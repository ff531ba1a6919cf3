//! Base64 transformer with dialect support.
//!
//! A dialect is the choice of the two non-alphanumeric digits plus an
//! optional padding character. Besides the RFC 4648 standard and URL-safe
//! alphabets, trackers ship LZ-String's URI-safe alphabet `(+,-)`, so the
//! dialect table is open-ended.
//!
//! Extraction is regex-driven: one pattern per dialect, anchored with
//! lookaround so a token is never carved out of the middle of a longer
//! digit run. Tokens whose length is not a multiple of four are repaired
//! before decoding: when the dropped low bits of the final digit are set
//! (LZ-String tails do this), an all-zero digit is appended so those bits
//! survive the decode.

use async_trait::async_trait;
use base64::engine::general_purpose::{STANDARD, STANDARD_NO_PAD, URL_SAFE_NO_PAD};
use base64::Engine;
use fancy_regex::Regex;

use super::Transformer;

/// A base64 dialect: the two non-alphanumeric digits and optional padding.
#[derive(Debug, Clone, Copy, PartialEq, Eq)]
pub struct Base64Dialect {
    /// The character encoding digit value 62 (`+` in the standard alphabet).
    pub digit62: char,
    /// The character encoding digit value 63 (`/` in the standard alphabet).
    pub digit63: char,
    /// The padding character, or `None` for unpadded output.
    pub padding: Option<char>,
}

impl Base64Dialect {
    /// RFC 4648 standard alphabet with `=` padding.
    pub const STANDARD: Self = Self {
        digit62: '+',
        digit63: '/',
        padding: Some('='),
    };

    /// Standard alphabet without padding.
    pub const STANDARD_UNPADDED: Self = Self {
        digit62: '+',
        digit63: '/',
        padding: None,
    };

    /// RFC 4648 URL-safe alphabet, unpadded.
    pub const URL_SAFE: Self = Self {
        digit62: '-',
        digit63: '_',
        padding: None,
    };

    /// The alphabet used by LZ-String's URI-safe output.
    pub const LZ_STRING_URI: Self = Self {
        digit62: '+',
        digit63: '-',
        padding: None,
    };

    fn is_standard_alphabet(&self) -> bool {
        self.digit62 == '+' && self.digit63 == '/'
    }

    fn is_url_safe_alphabet(&self) -> bool {
        self.digit62 == '-' && self.digit63 == '_'
    }

    fn same_digits(&self, other: &Self) -> bool {
        self.digit62 == other.digit62 && self.digit63 == other.digit63
    }

    /// The character class matching this dialect's digits.
    fn digit_class(&self) -> String {
        format!(
            "A-Za-z0-9{}{}",
            regex::escape(&self.digit62.to_string()),
            regex::escape(&self.digit63.to_string())
        )
    }
}

/// Reversible base64 codec over a set of dialects.
#[derive(Debug)]
pub struct Base64Transformer {
    dialects: Vec<Base64Dialect>,
    matchers: Vec<(Base64Dialect, Regex)>,
    skip_leading: bool,
}

impl Base64Transformer {
    /// Creates a transformer over the four preset dialects.
    pub fn new() -> Self {
        Self::with_dialects(vec![
            Base64Dialect::STANDARD,
            Base64Dialect::STANDARD_UNPADDED,
            Base64Dialect::URL_SAFE,
            Base64Dialect::LZ_STRING_URI,
        ])
    }

    /// Creates a transformer over a custom dialect set.
    pub fn with_dialects(dialects: Vec<Base64Dialect>) -> Self {
        let matchers = build_matchers(&dialects);
        Self {
            dialects,
            matchers,
            skip_leading: false,
        }
    }

    /// Enables the "try skip first 0..3 characters" mode, used to find
    /// values embedded in a base64 stream at a non-aligned byte offset.
    /// Only unpadded dialects participate. This inflates search cost
    /// noticeably, so it is off by default.
    pub fn with_skip_leading(mut self, skip_leading: bool) -> Self {
        self.skip_leading = skip_leading;
        self
    }
}

impl Default for Base64Transformer {
    fn default() -> Self {
        Self::new()
    }
}

/// One extraction regex per dialect. A padded dialect whose digits also
/// appear as an unpadded dialect is redundant (the unpadded pattern plus
/// tail repair already covers its tokens) and gets no matcher.
fn build_matchers(dialects: &[Base64Dialect]) -> Vec<(Base64Dialect, Regex)> {
    let mut matchers = Vec::new();
    for dialect in dialects {
        if dialect.padding.is_some()
            && dialects
                .iter()
                .any(|other| other.padding.is_none() && other.same_digits(dialect))
        {
            continue;
        }

        let digits = dialect.digit_class();
        let pattern = match dialect.padding {
            Some(pad) => {
                let pad = regex::escape(&pad.to_string());
                format!(
                    "(?<![{d}])(?:[{d}]{{4}})*(?:[{d}]{{4}}|[{d}]{{3}}{p}|[{d}]{{2}}{p}{{2}}|[{d}]{p}{{3}})(?![{d}{p}])",
                    d = digits,
                    p = pad
                )
            }
            None => format!("(?<![{d}])[{d}]+(?![{d}])", d = digits),
        };
        let regex = Regex::new(&pattern).expect("dialect pattern is well-formed");
        matchers.push((*dialect, regex));
    }
    matchers
}

/// Maps a digit character to its 6-bit value.
fn digit_value(c: char, url_safe: bool) -> Option<u8> {
    match c {
        'A'..='Z' => Some(c as u8 - b'A'),
        'a'..='z' => Some(c as u8 - b'a' + 26),
        '0'..='9' => Some(c as u8 - b'0' + 52),
        '+' if !url_safe => Some(62),
        '/' if !url_safe => Some(63),
        '-' if url_safe => Some(62),
        '_' if url_safe => Some(63),
        _ => None,
    }
}

/// Decodes a padding-stripped token in the standard or URL-safe alphabet,
/// repairing a ragged tail first.
///
/// For a token whose length is not a multiple of four, the final digit
/// carries `(len * 6) mod 8` bits that a plain decode would drop. If any
/// of those bits are set (or the token is a lone digit), an all-zero `A`
/// digit is appended so the bits land in an extra output byte.
fn repair_and_decode(token: &str, url_safe: bool) -> Option<Vec<u8>> {
    if token.is_empty() {
        return None;
    }

    let mut token = token.to_string();
    let rem = token.len() % 4;
    if rem != 0 {
        let bits_dropped = (token.len() * 6) % 8;
        let last = token.chars().last()?;
        let value = digit_value(last, url_safe)?;
        if rem == 1 || value & ((1u8 << bits_dropped) - 1) != 0 {
            token.push('A');
        }
    }

    let engine = if url_safe {
        &URL_SAFE_NO_PAD
    } else {
        &STANDARD_NO_PAD
    };
    engine.decode(token.as_bytes()).ok()
}

#[async_trait]
impl Transformer for Base64Transformer {
    fn id(&self) -> String {
        "base64".to_string()
    }

    fn reversible(&self) -> bool {
        true
    }

    fn encodings(&self, value: &[u8]) -> Option<Vec<Vec<u8>>> {
        let canonical = STANDARD.encode(value);
        let mut out: Vec<Vec<u8>> = Vec::with_capacity(self.dialects.len());
        for dialect in &self.dialects {
            let mut encoded = String::with_capacity(canonical.len());
            for c in canonical.chars() {
                match c {
                    '+' => encoded.push(dialect.digit62),
                    '/' => encoded.push(dialect.digit63),
                    '=' => match dialect.padding {
                        Some(pad) => encoded.push(pad),
                        None => {}
                    },
                    other => encoded.push(other),
                }
            }
            let encoded = encoded.into_bytes();
            if !out.contains(&encoded) {
                out.push(encoded);
            }
        }
        Some(out)
    }

    async fn extract_decode(&self, haystack: &[u8], min_len: usize) -> Option<Vec<Vec<u8>>> {
        // Base64 payloads are frequently wrapped; join the lines back up
        // before matching.
        let normalized: Vec<u8> = haystack
            .iter()
            .copied()
            .filter(|&b| b != b'\r' && b != b'\n')
            .collect();
        let text = String::from_utf8_lossy(&normalized);

        let mut out: Vec<Vec<u8>> = Vec::new();
        for (dialect, regex) in &self.matchers {
            let url_safe = dialect.is_url_safe_alphabet();
            for matched in regex.find_iter(&text).flatten() {
                let token = matched.as_str();
                if token.len() < min_len {
                    continue;
                }

                let token = match dialect.padding {
                    Some(pad) => token.trim_end_matches(pad),
                    None => token,
                };
                let token: String = if dialect.is_standard_alphabet() || url_safe {
                    token.to_string()
                } else {
                    token
                        .chars()
                        .map(|c| {
                            if c == dialect.digit62 {
                                '+'
                            } else if c == dialect.digit63 {
                                '/'
                            } else {
                                c
                            }
                        })
                        .collect()
                };

                let max_skip = if self.skip_leading && dialect.padding.is_none() {
                    3.min(token.len().saturating_sub(1))
                } else {
                    0
                };
                for offset in 0..=max_skip {
                    if let Some(decoded) = repair_and_decode(&token[offset..], url_safe) {
                        out.push(decoded);
                    }
                }
            }
        }
        Some(out)
    }
}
§ §
- Task item: Only the lines from the start of the material through the line bearing "four are repaired" are needed, restated exactly, with both end lines included.

- Solution to this exercise:
repository ff531ba1a6919cf3
//! Base64 transformer with dialect support.
//!
//! A dialect is the choice of the two non-alphanumeric digits plus an
//! optional padding character. Besides the RFC 4648 standard and URL-safe
//! alphabets, trackers ship LZ-String's URI-safe alphabet `(+,-)`, so the
//! dialect table is open-ended.
//!
//! Extraction is regex-driven: one pattern per dialect, anchored with
//! lookaround so a token is never carved out of the middle of a longer
//! digit run. Tokens whose length is not a multiple of four are repaired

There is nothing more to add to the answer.